Please return, with no alterations, the lines below from the very first through the one that contains "fn reserve_resource_names(&mut self, element: &Element)".
Data for review section start
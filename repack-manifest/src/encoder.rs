// Copyright 2024 Google LLC
//
// Licensed under the Apache License, Version 2.0 (the "License");
// you may not use this file except in compliance with the License.
// You may obtain a copy of the License at
//
//     http://www.apache.org/licenses/LICENSE-2.0
//
// Unless required by applicable law or agreed to in writing, software
// distributed under the License is distributed on an "AS IS" BASIS,
// WITHOUT WARRANTIES OR CONDITIONS OF ANY KIND, either express or implied.
// See the License for the specific language governing permissions and
// limitations under the License.


use std::collections::HashMap;

use crate::{
    document::*,
    generate_res_chunk,
    internal_android_attributes::{ANDROID_NAMESPACE, ANDROID_PREFIX},
    resource_external_types::*,
    string_pool::construct_string_pool
};
use deku::DekuContainerWrite;
use repack_common::*;

fn generate_xml_chunk<T: DekuContainerWrite>(chunk_type: ChunkType, chunk: T) -> Result<Vec<u8>> {
    let chunk_bytes = chunk.to_bytes()?;
    let node_header = XmlNodeChunk {
        line_number: 1,
        comment: UINT32_MINUS_ONE,
        node_data: chunk_bytes
    };
    Ok(generate_res_chunk(chunk_type, node_header, 8, 0)?.to_bytes()?)
}

fn generate_namespace_chunk(start: bool, prefix: u32, uri: u32) -> Result<Vec<u8>> {
    generate_xml_chunk(
        if start {
            ChunkType::XmlStartNamespace
        } else {
            ChunkType::XmlEndNamespace
        },
        XmlNamespaceChunk { prefix, uri }
    )
}

/// String pool under construction. Attribute names compiled against a
/// resource ID occupy the first slots, one per ID, so the resource map can
/// index them directly.
#[derive(Default)]
struct StringTable {
    strings: Vec<String>,
    resource_ids: Vec<u32>,
    by_resource: HashMap<u32, u32>,
    interned: HashMap<String, u32>
}

impl StringTable {
    fn reserve_resource_names(&mut self, element: &Element) {
        for attr in &element.attributes {
            if let Some(id) = attr.resource_id {
                if !self.by_resource.contains_key(&id) {
                    self.by_resource.insert(id, self.strings.len() as u32);
                    self.strings.push(attr.name.clone());
                    self.resource_ids.push(id);
                }
            }
        }
        for child in &element.children {
            self.reserve_resource_names(child);
        }
    }

    fn intern(&mut self, value: &str) -> u32 {
        if let Some(id) = self.interned.get(value) {
            return *id;
        }
        let id = self.strings.len() as u32;
        self.strings.push(value.to_string());
        self.interned.insert(value.to_string(), id);
        id
    }

    fn intern_optional(&mut self, value: Option<&str>) -> u32 {
        value.map_or(UINT32_MINUS_ONE, |value| self.intern(value))
    }

    fn attribute_name(&mut self, attr: &Attribute) -> u32 {
        match attr.resource_id.and_then(|id| self.by_resource.get(&id)) {
            Some(index) => *index,
            None => self.intern(&attr.name)
        }
    }
}

/// Every namespace the tree uses, declared or not. Trees assembled in code
/// often forget the android declaration.
fn namespaces_in_use(document: &BinaryDocument) -> Vec<Namespace> {
    let mut namespaces = document.namespaces.clone();
    let mut used = vec![];
    collect_namespace_uris(&document.root, &mut used);
    for uri in used {
        if namespaces.iter().any(|ns| ns.uri == uri) {
            continue;
        }
        let prefix = if uri == ANDROID_NAMESPACE {
            ANDROID_PREFIX.to_string()
        } else {
            format!("ns{}", namespaces.len())
        };
        namespaces.push(Namespace { prefix, uri });
    }
    namespaces
}

fn collect_namespace_uris(element: &Element, out: &mut Vec<String>) {
    let uris = element
        .namespace
        .iter()
        .chain(element.attributes.iter().filter_map(|attr| attr.namespace.as_ref()));
    for uri in uris {
        if !out.contains(uri) {
            out.push(uri.clone());
        }
    }
    for child in &element.children {
        collect_namespace_uris(child, out);
    }
}

/// Serialises a [BinaryDocument] back into compiled XML.
pub fn encode_document(document: &BinaryDocument) -> Result<Vec<u8>> {
    let mut strings = StringTable::default();
    strings.reserve_resource_names(&document.root);

    let namespaces = namespaces_in_use(document);
    let mut namespace_ids = vec![];
    let mut chunks: Vec<u8> = vec![];
    for ns in &namespaces {
        let prefix_id = strings.intern(&ns.prefix);
        let uri_id = strings.intern(&ns.uri);
        chunks.extend(generate_namespace_chunk(true, prefix_id, uri_id)?);
        namespace_ids.push((prefix_id, uri_id));
    }
    encode_element(&document.root, &mut strings, &mut chunks)?;
    for (prefix_id, uri_id) in namespace_ids.into_iter().rev() {
        chunks.extend(generate_namespace_chunk(false, prefix_id, uri_id)?);
    }

    let xml_resource_map_chunk = generate_res_chunk(
        ChunkType::XmlResourceMap,
        XmlResourceMap {
            resources: strings.resource_ids.clone()
        },
        0,
        0
    )?
    .to_bytes()?;

    let string_pool = construct_string_pool(&strings.strings)?;
    let mut string_pool_bytes = string_pool.to_bytes()?;
    string_pool_bytes.extend(xml_resource_map_chunk);
    string_pool_bytes.extend(chunks);

    Ok(generate_res_chunk(
        ChunkType::XmlFile,
        RawBytes {
            data: string_pool_bytes
        },
        0,
        0
    )?
    .to_bytes()?)
}

fn encode_element(element: &Element, strings: &mut StringTable, chunks: &mut Vec<u8>) -> Result<()> {
    let namespace = strings.intern_optional(element.namespace.as_deref());
    let name = strings.intern(&element.name);

    // The platform binary-searches attributes by resource ID, so compiled
    // attributes must come first and in ascending order.
    let mut attributes: Vec<&Attribute> = element.attributes.iter().collect();
    attributes.sort_by_key(|attr| match attr.resource_id {
        Some(id) => (0, id),
        None => (1, 0)
    });

    let mut elem = XmlStartElementChunk {
        namespace,
        name,
        attribute_start: XML_START_ELEMENT_SIZE,
        attribute_size: XML_ATTRIBUTE_SIZE,
        attribute_count: 0,
        id_index: 0,
        class_index: 0,
        style_index: 0,
        attribute_data: vec![]
    };
    for attr in attributes {
        elem.attribute_data.extend(encode_attribute(attr, strings)?);
        elem.attribute_count += 1;
    }
    chunks.extend(generate_xml_chunk(ChunkType::XmlStartElement, elem)?);

    for child in &element.children {
        encode_element(child, strings, chunks)?;
    }

    chunks.extend(generate_xml_chunk(
        ChunkType::XmlEndElement,
        XmlEndElementChunk { namespace, name }
    )?);
    Ok(())
}

fn encode_attribute(attr: &Attribute, strings: &mut StringTable) -> Result<Vec<u8>> {
    let namespace = strings.intern_optional(attr.namespace.as_deref());
    let name = strings.attribute_name(attr);
    let (raw_value, data_type, data) = match &attr.value {
        AttributeValue::String(value) => {
            let id = strings.intern(value);
            (id, TYPE_STRING, id)
        }
        typed => {
            let raw = strings.intern_optional(attr.raw_value.as_deref());
            let (data_type, data) = match typed {
                AttributeValue::Decimal(value) => (TYPE_INT_DEC, *value as u32),
                AttributeValue::Hex(value) => (TYPE_INT_HEX, *value),
                AttributeValue::Boolean(value) => (TYPE_INT_BOOLEAN, if *value { UINT32_MINUS_ONE } else { 0 }),
                AttributeValue::Reference(value) => (TYPE_REFERENCE, *value),
                AttributeValue::Other { data_type, data } => (*data_type, *data),
                AttributeValue::String(_) => (TYPE_NULL, 0)
            };
            (raw, data_type, data)
        }
    };

    Ok(XmlAttributeChunk {
        namespace,
        name,
        raw_value,
        typed_value: XmlAttributeDataChunk {
            size: 8,
            res0: 0,
            data_type,
            data
        }
    }
    .to_bytes()?)
}

#[cfg(test)]
mod tests {
    use super::*;
    use crate::decoder::decode_document;
    use crate::internal_android_attributes::android_attribute_id;

    fn sample() -> BinaryDocument {
        BinaryDocument::new(
            // Attributes listed in encoded order
            Element::new("manifest")
                .with(AttrKey::android("versionCode"), AttributeValue::Decimal(7))
                .with_string(AttrKey::plain("package"), "com.example.app")
                .with_child(
                    Element::new("uses-sdk")
                        .with(AttrKey::android("minSdkVersion"), AttributeValue::Decimal(21))
                )
                .with_child(
                    Element::new("application")
                        .with(AttrKey::android("label"), AttributeValue::Reference(0x7f0a_0000))
                        .with(AttrKey::android("enabled"), AttributeValue::Boolean(true))
                        .with_child(
                            Element::new("activity")
                                .with(AttrKey::android("theme"), AttributeValue::Other {
                                    data_type: 0x1c,
                                    data: 0xff00_ff00
                                })
                                .with_string(AttrKey::android("name"), ".MainActivity")
                        )
                )
        )
    }

    #[test]
    fn decode_reads_back_the_tree() {
        let document = sample();
        let bytes = encode_document(&document).unwrap();
        assert_eq!(bytes.len() % 4, 0);
        let decoded = decode_document(&bytes).unwrap();
        assert_eq!(decoded, document);
    }

    #[test]
    fn compiled_attributes_are_sorted_by_id() {
        let mut document = sample();
        let activity = &mut document.root.children[1].children[0];
        activity.attributes.reverse();
        let decoded = decode_document(&encode_document(&document).unwrap()).unwrap();
        let activity = decoded.root.child("application").unwrap().child("activity").unwrap();
        assert_eq!(activity.attributes[0].resource_id, android_attribute_id("theme"));
        assert_eq!(activity.attributes[1].resource_id, android_attribute_id("name"));
    }

    #[test]
    fn blanked_names_keep_separate_slots() {
        let mut element = Element::new("activity");
        for name in ["name", "exported"] {
            let mut attr = Attribute::new(AttrKey::android(name), AttributeValue::Boolean(true));
            attr.name = String::new();
            element.attributes.push(attr);
        }
        let document = BinaryDocument::new(Element::new("manifest").with_child(element));
        let decoded = decode_document(&encode_document(&document).unwrap()).unwrap();
        let activity = decoded.root.child("activity").unwrap();
        assert_eq!(activity.attributes[0].resource_id, android_attribute_id("name"));
        assert_eq!(activity.attributes[1].resource_id, android_attribute_id("exported"));
    }

    #[test]
    fn missing_namespace_declarations_are_added() {
        let document = BinaryDocument {
            namespaces: vec![],
            root: Element::new("manifest").with_string(AttrKey::android("label"), "x")
        };
        let decoded = decode_document(&encode_document(&document).unwrap()).unwrap();
        assert_eq!(decoded.namespaces, vec![Namespace::android()]);
    }

    #[test]
    fn garbage_is_rejected() {
        assert!(decode_document(b"PK\x03\x04 not binary xml").is_err());
        assert!(decode_document(&[]).is_err());
        let bytes = encode_document(&sample()).unwrap();
        assert!(decode_document(&bytes[..bytes.len() / 2]).is_err());
    }
}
Data for review section end
### [Result for this exercise]
filename repack-manifest/src/encoder.rs
// Copyright 2024 Google LLC
//
// Licensed under the Apache License, Version 2.0 (the "License");
// you may not use this file except in compliance with the License.
// You may obtain a copy of the License at
//
//     http://www.apache.org/licenses/LICENSE-2.0
//
// Unless required by applicable law or agreed to in writing, software
// distributed under the License is distributed on an "AS IS" BASIS,
// WITHOUT WARRANTIES OR CONDITIONS OF ANY KIND, either express or implied.
// See the License for the specific language governing permissions and
// limitations under the License.


use std::collections::HashMap;

use crate::{
    document::*,
    generate_res_chunk,
    internal_android_attributes::{ANDROID_NAMESPACE, ANDROID_PREFIX},
    resource_external_types::*,
    string_pool::construct_string_pool
};
use deku::DekuContainerWrite;
use repack_common::*;

fn generate_xml_chunk<T: DekuContainerWrite>(chunk_type: ChunkType, chunk: T) -> Result<Vec<u8>> {
    let chunk_bytes = chunk.to_bytes()?;
    let node_header = XmlNodeChunk {
        line_number: 1,
        comment: UINT32_MINUS_ONE,
        node_data: chunk_bytes
    };
    Ok(generate_res_chunk(chunk_type, node_header, 8, 0)?.to_bytes()?)
}

fn generate_namespace_chunk(start: bool, prefix: u32, uri: u32) -> Result<Vec<u8>> {
    generate_xml_chunk(
        if start {
            ChunkType::XmlStartNamespace
        } else {
            ChunkType::XmlEndNamespace
        },
        XmlNamespaceChunk { prefix, uri }
    )
}

/// String pool under construction. Attribute names compiled against a
/// resource ID occupy the first slots, one per ID, so the resource map can
/// index them directly.
#[derive(Default)]
struct StringTable {
    strings: Vec<String>,
    resource_ids: Vec<u32>,
    by_resource: HashMap<u32, u32>,
    interned: HashMap<String, u32>
}

impl StringTable {
    fn reserve_resource_names(&mut self, element: &Element) {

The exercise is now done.